Her professional food efforts began accidentally in 2019 when Sablan made bags of “muddy mix” — a variation of “puppy chow,” the Midwestern sweet snack — for her pharmacy staff during nurse appreciation week. Shortly after, friends wanted more, so she playfully added ube and Oreo chunks for an infusion she’d never tasted elsewhere. After that, friends and family clamored for more. She’s been using her imagination to create Filipinoized desserts ever since, from ube ricotta cannolis to “ubenana” (ube and banana) pudding.

As she enters her early 30s, Sablan — along with her husband, Frank, a Filipino-Chamorro who attended the same high school as her — are mashing the ube gas pedal with their uniquely Pinoy, extremely millennial creations. And they’re making a (purple) mark on Union City’s underground food scene.

“It’s popping off,” she says. “Especially in the Bay, where there’s hella Filipinos. We’re very open [as a community], so our friends become Filipino even if they’re not. Everyone in the Bay Area is a little Filipino. When other people see our foods, they trust our taste.”

In addition to co-managing Macs By Icky on their spare weekends, Sablan and her husband also host monthly events for other foodmakers. Their flagship function, “UC the Vibes,” brings a rotating cast of established and emerging small businesses to Union City’s Birdhaus Beer Garden for a day party, which includes musical performances from local artists like popular Union City rapper Darrell Medellin, along with live DJs, merch and, of course, food that smacks.

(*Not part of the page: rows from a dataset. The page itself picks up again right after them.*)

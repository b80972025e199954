// Error handling for the sexpflow runtime

use crate::runtime::values::{Arity, Diagnostic, Symbol, Value};
use std::fmt;

pub type EvalResult<T> = Result<T, EvalError>;

/// Ceilings enforced by the evaluator.
#[derive(Debug, Clone, Copy, PartialEq, Eq, Hash)]
pub enum Resource {
    /// Nesting of closure applications
    CallDepth,
    /// Evaluation steps in one top-level evaluation
    Steps,
    /// Nesting of list forms under evaluation
    EvalDepth,
}

impl fmt::Display for Resource {
    fn fmt(&self, f: &mut fmt::Formatter<'_>) -> fmt::Result {
        match self {
            Resource::CallDepth => write!(f, "call depth"),
            Resource::Steps => write!(f, "evaluation steps"),
            Resource::EvalDepth => write!(f, "evaluation depth"),
        }
    }
}

/// What went wrong during evaluation.
#[derive(Debug, Clone, PartialEq, thiserror::Error)]
pub enum EvalErrorKind {
    #[error("Unbound symbol: {symbol}")]
    UnboundSymbol { symbol: Symbol },

    #[error("Arity mismatch in {callee}: expected {expected}, got {got}")]
    ArityMismatch {
        callee: String,
        expected: Arity,
        got: usize,
    },

    #[error("Type error in {operation}: expected {expected}, got {got}")]
    TypeMismatch {
        operation: String,
        expected: String,
        got: String,
    },

    #[error("Division by zero")]
    DivisionByZero,

    #[error("Arithmetic overflow in {operation}")]
    ArithmeticOverflow { operation: String },

    #[error("Field not found: {key}")]
    FieldNotFound { key: String },

    #[error("Not callable: {value}")]
    NotCallable { value: String },

    /// The external system reported failure; `detail` is its diagnostic, verbatim
    #[error("External invocation of '{callee}' failed: {detail}")]
    ExternalInvocationFailure { callee: Symbol, detail: Diagnostic },

    #[error("Resource exhausted: {resource} exceeded the limit of {limit}")]
    ResourceExhausted { resource: Resource, limit: usize },

    #[error("Cancelled: {reason}")]
    Cancelled { reason: String },
}

/// An evaluation error plus the innermost form that raised it.
#[derive(Debug, Clone, PartialEq, thiserror::Error)]
#[error("{kind}{}", describe_expr(.expr))]
pub struct EvalError {
    pub kind: EvalErrorKind,
    pub expr: Option<Value>,
}

/// Longest expression rendering kept in an error message.
const MAX_EXPR_CHARS: usize = 160;

fn describe_expr(expr: &Option<Value>) -> String {
    let Some(expr) = expr else {
        return String::new();
    };
    let rendered = expr.to_string();
    match rendered.char_indices().nth(MAX_EXPR_CHARS) {
        Some((cut, _)) => format!(" in {}...", &rendered[..cut]),
        None => format!(" in {}", rendered),
    }
}

impl EvalError {
    pub fn new(kind: EvalErrorKind) -> Self {
        Self { kind, expr: None }
    }

    pub fn unbound(symbol: &Symbol) -> Self {
        Self::new(EvalErrorKind::UnboundSymbol {
            symbol: symbol.clone(),
        })
    }

    pub fn arity(callee: impl Into<String>, expected: Arity, got: usize) -> Self {
        Self::new(EvalErrorKind::ArityMismatch {
            callee: callee.into(),
            expected,
            got,
        })
    }

    pub fn type_mismatch(operation: &str, expected: &str, got: &Value) -> Self {
        Self::new(EvalErrorKind::TypeMismatch {
            operation: operation.to_string(),
            expected: expected.to_string(),
            got: got.type_name().to_string(),
        })
    }

    pub fn field_not_found(key: impl Into<String>) -> Self {
        Self::new(EvalErrorKind::FieldNotFound { key: key.into() })
    }

    pub fn overflow(operation: &str) -> Self {
        Self::new(EvalErrorKind::ArithmeticOverflow {
            operation: operation.to_string(),
        })
    }

    /// Attach the offending expression unless an inner form already did.
    pub fn with_expr(mut self, expr: &Value) -> Self {
        if self.expr.is_none() {
            self.expr = Some(expr.clone());
        }
        self
    }

    pub fn is_external_failure(&self) -> bool {
        matches!(self.kind, EvalErrorKind::ExternalInvocationFailure { .. })
    }
}

impl From<EvalErrorKind> for EvalError {
    fn from(kind: EvalErrorKind) -> Self {
        EvalError::new(kind)
    }
}

#[cfg(test)]
mod tests {
    use super::*;

    #[test]
    fn test_innermost_expression_wins() {
        let inner = Value::list(vec![Value::symbol("/"), Value::Integer(1), Value::Integer(0)]);
        let outer = Value::list(vec![Value::symbol("list"), inner.clone()]);
        let err = EvalError::new(EvalErrorKind::DivisionByZero)
            .with_expr(&inner)
            .with_expr(&outer);
        assert_eq!(err.expr, Some(inner));
        assert_eq!(err.to_string(), "Division by zero in (/ 1 0)");
    }

    #[test]
    fn test_messages() {
        let err = EvalError::arity("#<closure (a b)>", Arity::Fixed(2), 3);
        assert_eq!(
            err.to_string(),
            "Arity mismatch in #<closure (a b)>: expected 2, got 3"
        );
        let err = EvalError::new(EvalErrorKind::ExternalInvocationFailure {
            callee: Symbol::new("fetch"),
            detail: Diagnostic::new("http-503", "service unavailable"),
        });
        assert!(err.is_external_failure());
        assert_eq!(
            err.to_string(),
            "External invocation of 'fetch' failed: http-503: service unavailable"
        );
    }

    #[test]
    fn test_long_expressions_are_truncated() {
        let long = Value::list((0..200).map(Value::Integer).collect());
        let message = EvalError::unbound(&Symbol::new("x")).with_expr(&long).to_string();
        assert!(message.ends_with("..."));
        assert!(message.len() < 200);
    }
}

The community gathering began in 2021 when the Sablans were cited by the city for selling food without a permit. Since the couple was largely focused on their professional careers, they didn’t have much time or space to learn about the logistical and legal aspects of running a food business. After their experience with Alameda County’s health department, which Sablan says wasn’t easy, they decided to undergo their own entrepreneurial education in order to teach other community members how to level up their hustles professionally.

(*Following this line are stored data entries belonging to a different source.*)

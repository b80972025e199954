// sexpflow Evaluator - walks symbolic values

use crate::config::EvaluationLimits;
use crate::runtime::cancellation::CancellationToken;
use crate::runtime::environment::{clear_unreachable_frames, Environment, WeakEnvironment};
use crate::runtime::error::{EvalError, EvalErrorKind, EvalResult, Resource};
use crate::runtime::host_interface::{AtomRegistry, ExternalInvoker, InvocationRequest, LogSink};
use crate::runtime::pure_host::{InMemoryAtomRegistry, PureHost, TracingLogSink};
use crate::runtime::special_forms::SpecialForm;
use crate::runtime::stdlib::PrimitiveContext;
use crate::runtime::values::{Arity, Closure, Diagnostic, Primitive, Symbol, Value};
use crate::stack::ensure_sufficient_stack;
use std::collections::HashMap;
use std::rc::Rc;
use tracing::{debug, trace, warn};

/// What a call-position expression resolved to.
#[derive(Debug, Clone)]
pub enum Callee {
    SpecialForm(SpecialForm),
    Closure(Rc<Closure>),
    Primitive(Rc<Primitive>),
    /// Unbound head symbol, delegated to the external system
    External(Symbol),
}

/// Tracked frames that trigger a collection in the middle of an evaluation
const MIN_COLLECTION_THRESHOLD: usize = 256;

/// Tree-walking interpreter.
///
/// Single-threaded and synchronous. External invocations block until the
/// invoker returns. Frames that `bind`, `define` or `set!` made
/// self-referential are tracked; the ones nothing outside their cycle holds
/// any more are cleared after each top-level evaluation, when the tracked
/// set outgrows its threshold, and when the evaluator is dropped.
pub struct Evaluator {
    invoker: Rc<dyn ExternalInvoker>,
    registry: Rc<dyn AtomRegistry>,
    log_sink: Rc<dyn LogSink>,
    limits: EvaluationLimits,
    cancellation: CancellationToken,
    call_depth: usize,
    eval_depth: usize,
    steps: usize,
    cyclic_frames: HashMap<usize, WeakEnvironment>,
    /// Tracked frames left by the last collection
    surviving_cycles: usize,
    collection_threshold: usize,
}

impl Default for Evaluator {
    fn default() -> Self {
        Self::new()
    }
}

impl std::fmt::Debug for Evaluator {
    fn fmt(&self, f: &mut std::fmt::Formatter<'_>) -> std::fmt::Result {
        f.debug_struct("Evaluator")
            .field("invoker", &self.invoker)
            .field("registry", &self.registry)
            .field("limits", &self.limits)
            .field("call_depth", &self.call_depth)
            .field("steps", &self.steps)
            .finish()
    }
}

impl Evaluator {
    /// An evaluator with pure collaborators: no external system, an
    /// in-memory atom registry and `tracing` log output.
    pub fn new() -> Self {
        Evaluator {
            invoker: Rc::new(PureHost::new()),
            registry: Rc::new(InMemoryAtomRegistry::new()),
            log_sink: Rc::new(TracingLogSink),
            limits: EvaluationLimits::default(),
            cancellation: CancellationToken::new(),
            call_depth: 0,
            eval_depth: 0,
            steps: 0,
            cyclic_frames: HashMap::new(),
            surviving_cycles: 0,
            collection_threshold: MIN_COLLECTION_THRESHOLD,
        }
    }

    pub fn with_invoker(mut self, invoker: Rc<dyn ExternalInvoker>) -> Self {
        self.invoker = invoker;
        self
    }

    pub fn with_registry(mut self, registry: Rc<dyn AtomRegistry>) -> Self {
        self.registry = registry;
        self
    }

    pub fn with_log_sink(mut self, log_sink: Rc<dyn LogSink>) -> Self {
        self.log_sink = log_sink;
        self
    }

    pub fn with_limits(mut self, limits: EvaluationLimits) -> Self {
        self.limits = limits;
        self
    }

    pub fn with_cancellation(mut self, cancellation: CancellationToken) -> Self {
        self.cancellation = cancellation;
        self
    }

    pub fn set_cancellation(&mut self, cancellation: CancellationToken) {
        self.cancellation = cancellation;
    }

    pub fn cancellation(&self) -> &CancellationToken {
        &self.cancellation
    }

    pub fn limits(&self) -> &EvaluationLimits {
        &self.limits
    }

    /// Steps taken by the current (or last) top-level evaluation.
    pub fn steps(&self) -> usize {
        self.steps
    }

    pub(crate) fn registry(&self) -> &dyn AtomRegistry {
        &*self.registry
    }

    /// Evaluate `expr` in `env`. The step budget restarts with every
    /// top-level call.
    pub fn evaluate(&mut self, expr: &Value, env: &Environment) -> EvalResult<Value> {
        let top_level = self.eval_depth == 0;
        if top_level {
            self.steps = 0;
        }
        let result = self.eval(expr, env).map_err(|e| e.with_expr(expr));
        if top_level && self.cyclic_frames.len() > self.surviving_cycles {
            self.collect_cycles();
        }
        result
    }

    /// Apply a procedure value to already-evaluated arguments.
    pub fn apply(&mut self, callee: &Value, args: Vec<Value>) -> EvalResult<Value> {
        match Self::callee_from_value(callee.clone())? {
            Callee::Closure(closure) => self.apply_closure(&closure, args),
            Callee::Primitive(primitive) => self.apply_primitive(&primitive, &args),
            Callee::SpecialForm(_) | Callee::External(_) => Err(EvalError::new(
                EvalErrorKind::NotCallable {
                    value: callee.to_string(),
                },
            )),
        }
    }

    pub(crate) fn eval(&mut self, expr: &Value, env: &Environment) -> EvalResult<Value> {
        self.tick()?;
        match expr {
            Value::Symbol(symbol) => env.lookup(symbol),
            Value::List(items) => {
                if self.eval_depth >= self.limits.max_eval_depth {
                    return Err(self.exhausted(Resource::EvalDepth, self.limits.max_eval_depth));
                }
                self.eval_depth += 1;
                let result = ensure_sufficient_stack(|| self.eval_list(items, env));
                self.eval_depth -= 1;
                result.map_err(|e| e.with_expr(expr))
            }
            other => Ok(other.clone()),
        }
    }

    fn eval_list(&mut self, items: &[Value], env: &Environment) -> EvalResult<Value> {
        let Some((head, args)) = items.split_first() else {
            return Ok(Value::Nil);
        };
        match self.resolve_head(head, env)? {
            Callee::SpecialForm(form) => self.eval_special_form(form, args, env),
            Callee::Closure(closure) => {
                let args = self.eval_args(args, env)?;
                self.apply_closure(&closure, args)
            }
            Callee::Primitive(primitive) => {
                let args = self.eval_args(args, env)?;
                self.apply_primitive(&primitive, &args)
            }
            Callee::External(symbol) => {
                let args = self.eval_args(args, env)?;
                self.invoke_external(&symbol, &args)
            }
        }
    }

    /// Resolve a call-position expression once. Special forms win over
    /// bindings; an unbound symbol is an external invocation.
    pub fn resolve_head(&mut self, head: &Value, env: &Environment) -> EvalResult<Callee> {
        match head {
            Value::Symbol(symbol) => {
                if let Some(form) = SpecialForm::from_symbol(symbol) {
                    return Ok(Callee::SpecialForm(form));
                }
                match env.try_lookup(symbol) {
                    Some(value) => Self::callee_from_value(value),
                    None => Ok(Callee::External(symbol.clone())),
                }
            }
            Value::List(_) => {
                let value = self.eval(head, env)?;
                Self::callee_from_value(value)
            }
            other => Err(EvalError::new(EvalErrorKind::NotCallable {
                value: other.to_string(),
            })),
        }
    }

    fn callee_from_value(value: Value) -> EvalResult<Callee> {
        match value {
            Value::Closure(closure) => Ok(Callee::Closure(closure)),
            Value::Primitive(primitive) => Ok(Callee::Primitive(primitive)),
            other => Err(EvalError::new(EvalErrorKind::NotCallable {
                value: other.to_string(),
            })),
        }
    }

    /// Left to right, in the caller's environment.
    fn eval_args(&mut self, args: &[Value], env: &Environment) -> EvalResult<Vec<Value>> {
        args.iter().map(|arg| self.eval(arg, env)).collect()
    }

    /// Evaluate forms in order, returning the last value (`Nil` if none).
    pub(crate) fn eval_sequence(&mut self, body: &[Value], env: &Environment) -> EvalResult<Value> {
        let mut last = Value::Nil;
        for expr in body {
            last = self.eval(expr, env)?;
        }
        Ok(last)
    }

    pub(crate) fn apply_closure(&mut self, closure: &Rc<Closure>, args: Vec<Value>) -> EvalResult<Value> {
        if args.len() != closure.params.len() {
            return Err(EvalError::arity(
                closure.to_string(),
                Arity::Fixed(closure.params.len()),
                args.len(),
            ));
        }
        if self.call_depth >= self.limits.max_call_depth {
            return Err(self.exhausted(Resource::CallDepth, self.limits.max_call_depth));
        }

        // Parented to the captured environment, never the caller's
        let call_env = closure.env.child();
        for (param, arg) in closure.params.iter().zip(args) {
            call_env.define(param.clone(), arg);
        }

        self.call_depth += 1;
        trace!(depth = self.call_depth, "applying closure");
        let result = self.eval(&closure.body, &call_env);
        self.call_depth -= 1;
        result
    }

    fn apply_primitive(&mut self, primitive: &Primitive, args: &[Value]) -> EvalResult<Value> {
        if !primitive.arity.accepts(args.len()) {
            return Err(EvalError::arity(
                primitive.name,
                primitive.arity.clone(),
                args.len(),
            ));
        }
        let ctx = PrimitiveContext {
            log_sink: &*self.log_sink,
        };
        (primitive.func)(args, &ctx)
    }

    /// Hand an unresolved call to the external system and wait for it.
    fn invoke_external(&mut self, callee: &Symbol, args: &[Value]) -> EvalResult<Value> {
        self.check_cancelled()?;
        debug!(callee = %callee, args = args.len(), "invoking external");

        let outcome = self.invoker.invoke(InvocationRequest {
            callee,
            args,
            cancellation: &self.cancellation,
        });

        // Resumption point: a cancellation wins over whatever came back
        self.check_cancelled()?;

        let detail = match outcome {
            Ok(result) if result.succeeded => return Ok(result.payload),
            Ok(result) => result.diagnostic.unwrap_or_else(|| {
                Diagnostic::new(
                    "external-failure",
                    format!("'{}' reported failure without a diagnostic", callee),
                )
            }),
            Err(fault) => fault,
        };
        warn!(callee = %callee, code = %detail.code, "external invocation failed: {}", detail.message);
        Err(EvalError::new(EvalErrorKind::ExternalInvocationFailure {
            callee: callee.clone(),
            detail,
        }))
    }

    fn tick(&mut self) -> EvalResult<()> {
        self.steps += 1;
        if self.steps > self.limits.max_steps {
            return Err(self.exhausted(Resource::Steps, self.limits.max_steps));
        }
        self.check_cancelled()
    }

    pub(crate) fn check_cancelled(&self) -> EvalResult<()> {
        match self.cancellation.reason() {
            Some(reason) => Err(EvalError::new(EvalErrorKind::Cancelled {
                reason: reason.to_string(),
            })),
            None => Ok(()),
        }
    }

    fn exhausted(&self, resource: Resource, limit: usize) -> EvalError {
        warn!(%resource, limit, "evaluation limit reached");
        EvalError::new(EvalErrorKind::ResourceExhausted { resource, limit })
    }

    /// `bind`/`define`: install `value` in `env`'s own frame.
    pub(crate) fn define_in(&mut self, env: &Environment, symbol: Symbol, value: Value) {
        if env.reachable_from(&value) {
            self.track_cycle(env);
        }
        env.define(symbol, value);
    }

    /// `set!`: overwrite the nearest existing binding.
    pub(crate) fn set_in(&mut self, env: &Environment, symbol: &Symbol, value: Value) -> EvalResult<()> {
        let frame = env
            .defining_frame(symbol)
            .ok_or_else(|| EvalError::unbound(symbol))?;
        self.define_in(&frame, symbol.clone(), value);
        Ok(())
    }

    fn track_cycle(&mut self, env: &Environment) {
        let id = env.frame_id();
        let known = self
            .cyclic_frames
            .get(&id)
            .and_then(WeakEnvironment::upgrade)
            .is_some_and(|frame| frame.ptr_eq(env));
        if !known {
            trace!("frame now reaches itself through a stored closure");
            self.cyclic_frames.insert(id, env.downgrade());
            if self.cyclic_frames.len() >= self.collection_threshold {
                self.collect_cycles();
            }
        }
    }

    /// Clear the tracked frames that only their own cycles keep alive, so
    /// the frames and their closures are freed. Frames still reachable from
    /// outside, including through a closure the caller holds, keep their
    /// bindings. Returns the number of frames cleared.
    pub fn collect_cycles(&mut self) -> usize {
        let candidates: Vec<Environment> = self
            .cyclic_frames
            .values()
            .filter_map(WeakEnvironment::upgrade)
            .collect();
        let cleared = clear_unreachable_frames(candidates);
        self.cyclic_frames.retain(|_, weak| weak.upgrade().is_some());
        self.surviving_cycles = self.cyclic_frames.len();
        self.collection_threshold = (self.surviving_cycles * 2).max(MIN_COLLECTION_THRESHOLD);
        if cleared > 0 {
            debug!(cleared, tracked = self.surviving_cycles, "released unreachable scopes");
        }
        cleared
    }

    pub fn tracked_cycles(&self) -> usize {
        self.cyclic_frames.len()
    }
}

impl Drop for Evaluator {
    fn drop(&mut self) {
        self.collect_cycles();
    }
}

“Someone complained to Union City about us [selling food]. We honestly didn’t know,” says Sablan. “People sell tamales down the street, or small plates, so we didn’t think anything of it. There’s not any education on it. If you call the health department, they’re not that helpful and no one coaches you through it.”

Small jars of purple banana-ube cream pudding, topped with crushed pistachios.
‘Ubenana,’ the pop-up’s bright purple reinterpretation of a classic banana cream pudding. (Courtesy of Macs by Icky)

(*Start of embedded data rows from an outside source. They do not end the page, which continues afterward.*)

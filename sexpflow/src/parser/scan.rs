//! Delimiter pre-scan.
//!
//! One linear pass over the source that finds every structural error the
//! reader can report (unbalanced parentheses, unterminated strings, dangling
//! quotes, excessive nesting) with an exact position, and measures the
//! nesting depth so the grammar can be given enough stack.

use super::errors::{ParseError, ParseErrorKind};

pub(crate) fn is_space(ch: char) -> bool {
    matches!(ch, ' ' | '\t' | '\r' | '\n')
}

pub(crate) fn is_delimiter(ch: char) -> bool {
    is_space(ch) || matches!(ch, '(' | ')' | '"' | '\'' | ';')
}

#[derive(Debug, Clone, Copy, PartialEq, Eq, Default)]
pub(crate) struct ScanSummary {
    /// Deepest list/quote nesting seen
    pub max_depth: usize,
}

struct OpenList {
    offset: usize,
    /// Quotes applied to this list, each one a nesting level of its own
    quotes: usize,
}

pub(crate) fn scan(source: &str, max_depth: usize) -> Result<ScanSummary, ParseError> {
    let mut open: Vec<OpenList> = Vec::new();
    let mut depth = 0usize;
    let mut summary = ScanSummary::default();
    // Quotes waiting for their datum: count and offset of the latest one
    let mut pending_quotes = 0usize;
    let mut last_quote = 0usize;

    let mut chars = source.char_indices().peekable();
    while let Some((offset, ch)) = chars.next() {
        match ch {
            ';' => {
                while let Some((_, c)) = chars.peek() {
                    if *c == '\n' {
                        break;
                    }
                    chars.next();
                }
            }
            '\'' => {
                pending_quotes += 1;
                last_quote = offset;
                check_depth(source, offset, depth + pending_quotes, max_depth)?;
                summary.max_depth = summary.max_depth.max(depth + pending_quotes);
            }
            '(' => {
                depth += 1 + pending_quotes;
                check_depth(source, offset, depth, max_depth)?;
                summary.max_depth = summary.max_depth.max(depth);
                open.push(OpenList {
                    offset,
                    quotes: pending_quotes,
                });
                pending_quotes = 0;
            }
            ')' => {
                if pending_quotes > 0 {
                    return Err(ParseError::at(
                        ParseErrorKind::UnmatchedParen,
                        source,
                        offset,
                        "')' closes a list before the quoted datum",
                    ));
                }
                match open.pop() {
                    Some(list) => depth -= 1 + list.quotes,
                    None => {
                        return Err(ParseError::at(
                            ParseErrorKind::UnmatchedParen,
                            source,
                            offset,
                            "')' has no matching '('",
                        ))
                    }
                }
            }
            '"' => {
                pending_quotes = 0;
                let mut terminated = false;
                while let Some((_, c)) = chars.next() {
                    match c {
                        '\\' => {
                            chars.next();
                        }
                        '"' => {
                            terminated = true;
                            break;
                        }
                        _ => {}
                    }
                }
                if !terminated {
                    return Err(ParseError::at(
                        ParseErrorKind::UnterminatedString,
                        source,
                        offset,
                        "string literal is never closed",
                    ));
                }
            }
            c if is_space(c) => {}
            _ => {
                // Atom: consume up to the next delimiter
                pending_quotes = 0;
                while let Some((_, c)) = chars.peek() {
                    if is_delimiter(*c) {
                        break;
                    }
                    chars.next();
                }
            }
        }
    }

    if let Some(list) = open.last() {
        let position = super::SourcePosition::at(source, list.offset);
        return Err(ParseError::at(
            ParseErrorKind::UnexpectedEof,
            source,
            source.len(),
            format!("input ended inside the list opened at {}", position),
        ));
    }
    if pending_quotes > 0 {
        return Err(ParseError::at(
            ParseErrorKind::UnexpectedEof,
            source,
            last_quote,
            "input ended after a quote",
        ));
    }
    Ok(summary)
}

fn check_depth(source: &str, offset: usize, depth: usize, max_depth: usize) -> Result<(), ParseError> {
    if depth > max_depth {
        return Err(ParseError::at(
            ParseErrorKind::NestingTooDeep,
            source,
            offset,
            format!("nesting exceeds the limit of {} levels", max_depth),
        ));
    }
    Ok(())
}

These days, Macs By Icky is adored in the local “food vending family,” regularly collaborating with and learning from successful pop-up hits like Al Pastor Papi and Pineapple Whips while simultaneously mentoring nascent, homegrown operations like Anthony’s Kitchen — a Hawaiian shrimp food slinger that got its at the Sablans’ events and has since expanded to other venues.

Like many immigrant-raised entrepreneurs, the Sablans have learned how to leverage their come-up in order to help feed other aspiring makers.

“We get vendors and coach them, walking them through how to get insurance and how to get a permit with the health department, so that after an event [like UC the Vibes] they can flourish and do it around the Bay Area if they want to,” Sablan says. “We want to offer our knowledge. There’s room for everyone to eat.”

A relatively small community with an outsized Filipino population, Union City hasn’t necessarily been known as a hub for exciting Bay Area cuisine in the past. Squished between Oakland and San Jose, and overshadowed by the larger neighboring communities of Hayward and Fremont, Union City is a place where many Bay Areans only go to visit extended family. That hasn’t stopped Macs By Icky — it has only gassed them up to go harder in the food game for their city.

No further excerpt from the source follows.